• [Work instruction]
Lines holding the word "PackedHistogram" are the ones to copy from the data below.

Study material: Begin

use std::cmp;

/// Physical length (in 64-bit slots) that a newly created context is given at a minimum.
pub const MINIMUM_INITIAL_PACKED_ARRAY_CAPACITY: usize = 16;

/// Largest physical length (in 64-bit slots) that is kept in packed form.
///
/// Child pointers are 16-bit short indexes, and short indexes run four to a slot, so this is the
/// largest slot count whose short indexes all fit in a non-negative 16-bit pointer. A context that
/// would need more than this is created non-packed: a plain dense array of `virtual_length` slots.
pub const MAX_PACKED_PHYSICAL_LENGTH: usize = (i16::max_value() as usize) / 4;

/// Number of set trees, one per byte of a 64-bit value.
pub const NUMBER_OF_SETS: usize = 8;

const SET_0_START_INDEX: usize = 0;
const LEAF_LEVEL_SHIFT: u32 = 3;
const NON_LEAF_ENTRY_SLOT_INDICATORS_OFFSET: usize = 0;
const NON_LEAF_ENTRY_HEADER_SIZE_IN_SHORTS: usize = 1;
const PACKED_ARRAY_GROWTH_INCREMENT: usize = 16;
const PACKED_ARRAY_GROWTH_FRACTION_POW2: u32 = 4;

/// Written into the child-pointer shorts of a freshly allocated non-leaf entry. Each of those
/// shorts is overwritten before it is read; debug builds check that on every pointer read.
///
/// Pointers stay below `0x8000`, so a live pointer never equals this value. The slot indicator
/// short is a plain bitmap where `0xFFFF` means all 16 slots are in use, so it is never poisoned.
pub(crate) const POISON: u16 = 0xFFFF;

/// The context needs more physical storage than it currently has.
///
/// This is returned instead of growing in place: the owner builds a larger context with
/// [`PackedArrayContext::copy_and_increase_size`] and retries the operation against it.
#[derive(Debug, Clone, Copy, PartialEq, Eq)]
pub struct ResizeRequired {
    /// Minimum physical length (in 64-bit slots) for the replacement context.
    pub new_physical_length: usize,
}

/// Sparse storage for a virtual array of 64-bit values.
///
/// Each value is split into 8 bytes, and byte `n` of every value lives in set tree `n`. A set
/// tree is a radix trie over the virtual index: non-leaf entries consume 4 bits of the index per
/// level and consist of a 16-bit bitmap of populated slots followed by one 16-bit child pointer
/// per set bit, so an entry is only as large as its fan-out. The bottom 3 bits of the index
/// select a byte within a leaf, which is a single 64-bit slot shared by 8 neighbouring indexes.
///
/// Entries are appended at the end of the populated region. Expanding an entry copies it to a
/// new, larger location and leaves the old one as dead space; space is only reclaimed when the
/// context is copied.
#[derive(Clone, Debug)]
pub struct PackedArrayContext {
    array: Vec<u64>,
    is_packed: bool,
    populated_short_length: usize,
    virtual_length: usize,
    top_level_shift: u32,
}
use crate::core::counter::Counter;
use crate::core::counts::Counts;
use crate::iterators::{HistogramIterator, PickMetadata, PickyIterator};
use crate::Histogram;

/// An iterator that will yield at fixed-size steps through the histogram's value range.
pub struct Iter<'a, T: 'a + Counter, C: 'a + Counts<T>> {
    hist: &'a Histogram<T, C>,

    // > 0
    value_units_per_bucket: u64,
    current_step_highest_value_reporting_level: u64,
    current_step_lowest_value_reporting_level: u64,
}

impl<'a, T: 'a + Counter, C: 'a + Counts<T>> Iter<'a, T, C> {
    /// Construct a new linear iterator. See `Histogram::iter_linear` for details.
    pub fn new(
        hist: &'a Histogram<T, C>,
        value_units_per_bucket: u64,
    ) -> HistogramIterator<'a, T, C, Iter<'a, T, C>> {
        assert!(value_units_per_bucket > 0, "value_units_per_bucket must be > 0");

        let new_lowest = hist.lowest_equivalent(value_units_per_bucket - 1);
        HistogramIterator::new(
            hist,
            Iter {
                hist,
                value_units_per_bucket,
                // won't underflow because value_units_per_bucket > 0
                current_step_highest_value_reporting_level: value_units_per_bucket - 1,
                current_step_lowest_value_reporting_level: new_lowest,
            },
        )
    }
}

impl<'a, T: 'a + Counter, C: 'a + Counts<T>> PickyIterator<T> for Iter<'a, T, C> {
    fn pick(&mut self, index: usize, _: u64, _: T) -> Option<PickMetadata> {
        let val = self.hist.value_for(index);
        if val >= self.current_step_lowest_value_reporting_level || index == self.hist.last_index()
        {
            let metadata =
                PickMetadata::new(None, Some(self.current_step_highest_value_reporting_level));
            self.current_step_highest_value_reporting_level = self
                .current_step_highest_value_reporting_level
                .saturating_add(self.value_units_per_bucket);
            self.current_step_lowest_value_reporting_level = self
                .hist
                .lowest_equivalent(self.current_step_highest_value_reporting_level);
            Some(metadata)
        } else {
            None
        }
    }

    fn more(&mut self, index_to_pick: usize) -> bool {
        // If the next iterate will not move to the next sub bucket index (which is empty if if we
        // reached this point), then we are not yet done iterating (we want to iterate until we are
        // no longer on a value that has a count, rather than util we first reach the last value
        // that has a count. The difference is subtle but important)...
        // When this is called, we're about to begin the "next" iteration, so
        // current_step_highest_value_reporting_level has already been incremented and is used
        // as is.
        let next_index = index_to_pick.checked_add(1).expect("usize overflow");
        self.current_step_highest_value_reporting_level < self.hist.value_for(next_index)
    }
}
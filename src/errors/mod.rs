//! Error types used throughout this library
use std::error::Error;
use std::fmt;

/// Errors that can occur when creating a histogram.
#[derive(Debug, Eq, PartialEq, Clone, Copy)]
pub enum CreationError {
    /// Lowest discernible value must be >= 1.
    LowIsZero,
    /// Lowest discernible value must be <= `u64::max_value() / 2` because the highest value is
    /// a `u64` and the lowest value must be no bigger than half the highest.
    LowExceedsMax,
    /// Highest trackable value must be >= 2 * lowest discernible value for some internal
    /// calculations to work out. In practice, high is typically much higher than 2 * low.
    HighLessThanTwiceLow,
    /// Number of significant digits must be in the range `[0, 5]`. It is capped at 5 because 5
    /// significant digits is already more than almost anyone needs, and memory usage scales
    /// exponentially as this increases.
    SigFigExceedsMax,
    /// Cannot represent sigfig worth of values beyond the lowest discernible value. Decrease the
    /// significant figures, lowest discernible value, or both.
    ///
    /// This could happen if low is very large (like 2^60) and sigfigs is 5, which requires 18
    /// additional bits, which would then require more bits than will fit in a u64. Specifically,
    /// the exponent of the largest power of two that is smaller than the lowest value and the bits
    /// needed to represent the requested significant figures must sum to 63 or less.
    CannotRepresentSigFigBeyondLow,
    /// The `usize` type is too small to represent the desired configuration. Use fewer significant
    /// figures or a lower max.
    UsizeTypeTooSmall,
}

// TODO like RecordError, this is also an awkward split along resizing.
/// Errors that can occur when adding another histogram.
#[derive(Debug, Eq, PartialEq, Clone, Copy)]
pub enum AdditionError {
    /// The other histogram includes values that do not fit in this histogram's range.
    /// Only possible when auto resize is disabled.
    OtherAddendValueExceedsRange,
    /// The other histogram includes values that would map to indexes in this histogram that are
    /// not expressible for `usize`. Configure this histogram to use fewer significant digits. Only
    /// possible when resize is enabled.
    ResizeFailedUsizeTypeTooSmall,
}

/// Errors that can occur when subtracting another histogram.
///
/// Subtraction is validated before any count is touched, so on error the minuend is unchanged.
#[derive(Debug, Eq, PartialEq, Clone, Copy)]
pub enum SubtractionError {
    /// The other histogram includes values that do not fit in this histogram's range.
    SubtrahendValueExceedsMinuendRange,
    /// The other histogram includes counts that are higher than the current count for a value, and
    /// counts cannot go negative.
    SubtrahendCountExceedsMinuendCount,
}

/// Errors that can occur while recording a value and its associated count.
#[derive(Debug, Eq, PartialEq, Clone, Copy)]
pub enum RecordError {
    /// The value to record is not representable in this histogram and resizing is disabled.
    /// Configure a higher maximum value or enable resizing. Only possible when resizing is
    /// disabled.
    ValueOutOfRangeResizeDisabled,
    /// Auto resizing is enabled and must be used to represent the provided value, but the histogram
    /// cannot be resized because `usize` cannot represent sufficient length. Configure this
    /// histogram to use fewer significant digits. Only possible when resizing is enabled.
    ResizeFailedUsizeTypeTooSmall,
}

/// A count was written by index past the end of the counts array.
#[derive(Debug, Eq, PartialEq, Clone, Copy)]
pub struct IndexOutOfRange {
    /// The index that was written.
    pub index: usize,
    /// Length of the counts array at the time of the write.
    pub len: usize,
}

#[allow(missing_docs)]
#[derive(Debug)]
pub struct UsizeTypeTooSmall;

impl fmt::Display for CreationError {
    fn fmt(&self, f: &mut fmt::Formatter) -> fmt::Result {
        match self {
            CreationError::LowIsZero => write!(f, "Lowest discernible value must be >= 1"),
            CreationError::LowExceedsMax => write!(f, "Lowest discernible value must be <= `u64::max_value() / 2`"),
            CreationError::HighLessThanTwiceLow => write!(f, "Highest trackable value must be >= 2 * lowest discernible value"),
            CreationError::SigFigExceedsMax => write!(f, "Number of significant digits must be in the range `[0, 5]`"),
            CreationError::CannotRepresentSigFigBeyondLow => write!(f, "Cannot represent sigfig worth of values beyond the lowest discernible value"),
            CreationError::UsizeTypeTooSmall => write!(f, "The `usize` type is too small to represent the desired configuration"),
        }
    }
}

impl Error for CreationError {}

impl fmt::Display for AdditionError {
    fn fmt(&self, f: &mut fmt::Formatter) -> fmt::Result {
        match self {
            AdditionError::OtherAddendValueExceedsRange => write!(f, "The other histogram includes values that do not fit in this histogram's range"),
            AdditionError::ResizeFailedUsizeTypeTooSmall => write!(f, "The other histogram includes values that would map to indexes in this histogram that are not expressible for `usize`"),
        }
    }
}

impl Error for AdditionError {}

impl fmt::Display for SubtractionError {
    fn fmt(&self, f: &mut fmt::Formatter) -> fmt::Result {
        match self {
            SubtractionError::SubtrahendValueExceedsMinuendRange => write!(f, "The other histogram includes values that do not fit in this histogram's range"),
            SubtractionError::SubtrahendCountExceedsMinuendCount => write!(f, "The other histogram includes counts that are higher than the current count for a value"),
        }
    }
}

impl Error for SubtractionError {}

impl fmt::Display for RecordError {
    fn fmt(&self, f: &mut fmt::Formatter) -> fmt::Result {
        match self {
            RecordError::ValueOutOfRangeResizeDisabled => write!(f, "The value to record is not representable in this histogram and resizing is disabled"),
            RecordError::ResizeFailedUsizeTypeTooSmall => write!(f, "Auto resizing is enabled and must be used to represent the provided value, but the histogram cannot be resized because `usize` cannot represent sufficient length"),
        }
    }
}

impl Error for RecordError {}

impl fmt::Display for IndexOutOfRange {
    fn fmt(&self, f: &mut fmt::Formatter) -> fmt::Result {
        write!(f, "Index {} is beyond the counts length {}", self.index, self.len)
    }
}

impl Error for IndexOutOfRange {}
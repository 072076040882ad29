//! Serializable histogram settings.
//!
//! A [`HistogramConfig`] captures the construction parameters of a histogram so they can live in
//! an application's own configuration file. Missing fields fall back to the same settings
//! `Histogram::new(3)` uses.
//!
//! ```
//! use packed_hdrhistogram::{HistogramConfig, PackedHistogram};
//!
//! let config = HistogramConfig::new(1, 60_000, 2);
//! let h: PackedHistogram<u32> = config.build_packed().unwrap();
//! assert_eq!(60_000, h.high());
//! assert!(!h.is_auto_resize());
//! ```

use crate::core::counts::{Counts, DenseCounts};
use crate::errors::CreationError;
use crate::packed::PackedCounts;
use crate::{Counter, Histogram};
use serde::{Deserialize, Serialize};

const fn default_lowest() -> u64 {
    1
}

const fn default_highest() -> u64 {
    2
}

const fn default_sigfig() -> u8 {
    3
}

const fn default_true() -> bool {
    true
}

/// Construction parameters for a histogram of either storage flavour.
#[derive(Clone, Copy, Debug, PartialEq, Eq, Serialize, Deserialize)]
pub struct HistogramConfig {
    /// Lowest discernible value. Must be at least 1.
    #[serde(default = "default_lowest")]
    pub lowest: u64,
    /// Highest trackable value. Must be at least twice `lowest`. With `auto_resize` this is only
    /// the starting point.
    #[serde(default = "default_highest")]
    pub highest: u64,
    /// Number of significant decimal digits, in `[0, 5]`.
    #[serde(default = "default_sigfig")]
    pub sigfig: u8,
    /// Grow the range when a larger value is recorded.
    #[serde(default = "default_true")]
    pub auto_resize: bool,
}

impl Default for HistogramConfig {
    fn default() -> Self {
        HistogramConfig {
            lowest: default_lowest(),
            highest: default_highest(),
            sigfig: default_sigfig(),
            auto_resize: default_true(),
        }
    }
}

impl HistogramConfig {
    /// Settings for a fixed-range histogram.
    pub fn new(lowest: u64, highest: u64, sigfig: u8) -> Self {
        HistogramConfig {
            lowest,
            highest,
            sigfig,
            auto_resize: false,
        }
    }

    /// Builder-style toggle for `auto_resize`.
    pub fn with_auto_resize(mut self, enabled: bool) -> Self {
        self.auto_resize = enabled;
        self
    }

    /// Build a histogram with storage `C`.
    ///
    /// # Errors
    ///
    /// Returns a `CreationError` if the bounds or precision are invalid.
    pub fn build<T: Counter, C: Counts<T>>(&self) -> Result<Histogram<T, C>, CreationError> {
        let mut h = Histogram::new_with_bounds(self.lowest, self.highest, self.sigfig)?;
        h.auto(self.auto_resize);
        Ok(h)
    }

    /// Build a histogram with dense storage.
    pub fn build_dense<T: Counter>(&self) -> Result<Histogram<T, DenseCounts<T>>, CreationError> {
        self.build()
    }

    /// Build a histogram with packed storage.
    pub fn build_packed<T: Counter>(
        &self,
    ) -> Result<Histogram<T, PackedCounts<T>>, CreationError> {
        self.build()
    }
}

impl<'a, T: Counter, C: Counts<T>> From<&'a Histogram<T, C>> for HistogramConfig {
    fn from(h: &'a Histogram<T, C>) -> Self {
        HistogramConfig {
            lowest: h.low(),
            highest: h.high(),
            sigfig: h.sigfig(),
            auto_resize: h.is_auto_resize(),
        }
    }
}
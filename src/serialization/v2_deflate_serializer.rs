use super::byte_buffer::ByteBuffer;
use super::v2_serializer::{V2SerializeError, V2Serializer};
use super::{Serializer, V2_COMPRESSED_COOKIE};
use crate::{Counter, Counts, Histogram};
use flate2::write::ZlibEncoder;
use flate2::Compression;
use std::io::{self, Write};
use std::{error, fmt};
use tracing::trace;

/// Errors that occur during serialization.
#[derive(Debug)]
pub enum V2DeflateSerializeError {
    /// The underlying serialization failed
    InternalSerializationError(V2SerializeError),
    /// An i/o operation failed.
    IoError(io::Error),
}

impl std::convert::From<std::io::Error> for V2DeflateSerializeError {
    fn from(e: std::io::Error) -> Self {
        V2DeflateSerializeError::IoError(e)
    }
}

impl fmt::Display for V2DeflateSerializeError {
    fn fmt(&self, f: &mut fmt::Formatter) -> fmt::Result {
        match self {
            V2DeflateSerializeError::InternalSerializationError(e) => {
                write!(f, "The underlying serialization failed: {}", e)
            }
            V2DeflateSerializeError::IoError(e) => write!(f, "An i/o operation failed: {}", e),
        }
    }
}

impl error::Error for V2DeflateSerializeError {
    fn source(&self) -> Option<&(dyn error::Error + 'static)> {
        match self {
            V2DeflateSerializeError::InternalSerializationError(e) => Some(e),
            V2DeflateSerializeError::IoError(e) => Some(e),
        }
    }
}

/// Serializer for the V2 + DEFLATE binary format.
///
/// It's called "deflate" to stay consistent with the naming used by other HdrHistogram
/// implementations, but it actually uses zlib's wrapper format around plain DEFLATE.
#[derive(Default)]
pub struct V2DeflateSerializer {
    compressed_buf: ByteBuffer,
    v2_serializer: V2Serializer,
}

impl V2DeflateSerializer {
    /// Create a new serializer.
    pub fn new() -> V2DeflateSerializer {
        V2DeflateSerializer {
            compressed_buf: ByteBuffer::new(),
            v2_serializer: V2Serializer::new(),
        }
    }
}

impl Serializer for V2DeflateSerializer {
    type SerializeError = V2DeflateSerializeError;

    fn serialize<T: Counter, C: Counts<T>, W: Write>(
        &mut self,
        h: &Histogram<T, C>,
        writer: &mut W,
    ) -> Result<usize, V2DeflateSerializeError> {
        self.compressed_buf.clear();
        let uncompressed = self
            .v2_serializer
            .encode_to_buffer(h)
            .map_err(V2DeflateSerializeError::InternalSerializationError)?;

        self.compressed_buf.put_u32(V2_COMPRESSED_COOKIE);
        // placeholder for length
        self.compressed_buf.put_u32(0);

        {
            // TODO reuse deflate buf, or switch to lower-level flate2::Compress
            let mut compressor = ZlibEncoder::new(&mut self.compressed_buf, Compression::default());
            compressor.write_all(uncompressed)?;
            let _ = compressor.finish()?;
        }

        // Won't underflow since length is always at least 8, and won't overflow u32 as the
        // largest array is about 6 million entries, so about 54MiB encoded.
        let total_compressed_len = self.compressed_buf.len();
        self.compressed_buf
            .set_u32_at(4, (total_compressed_len as u32) - 8);
        trace!(
            uncompressed_len = uncompressed.len(),
            compressed_len = total_compressed_len,
            "Compressed histogram."
        );

        writer.write_all(self.compressed_buf.as_slice())?;

        Ok(total_compressed_len)
    }
}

Study material: End

• [Answer section]
//! use packed_hdrhistogram::{HistogramConfig, PackedHistogram};
//! let h: PackedHistogram<u32> = config.build_packed().unwrap();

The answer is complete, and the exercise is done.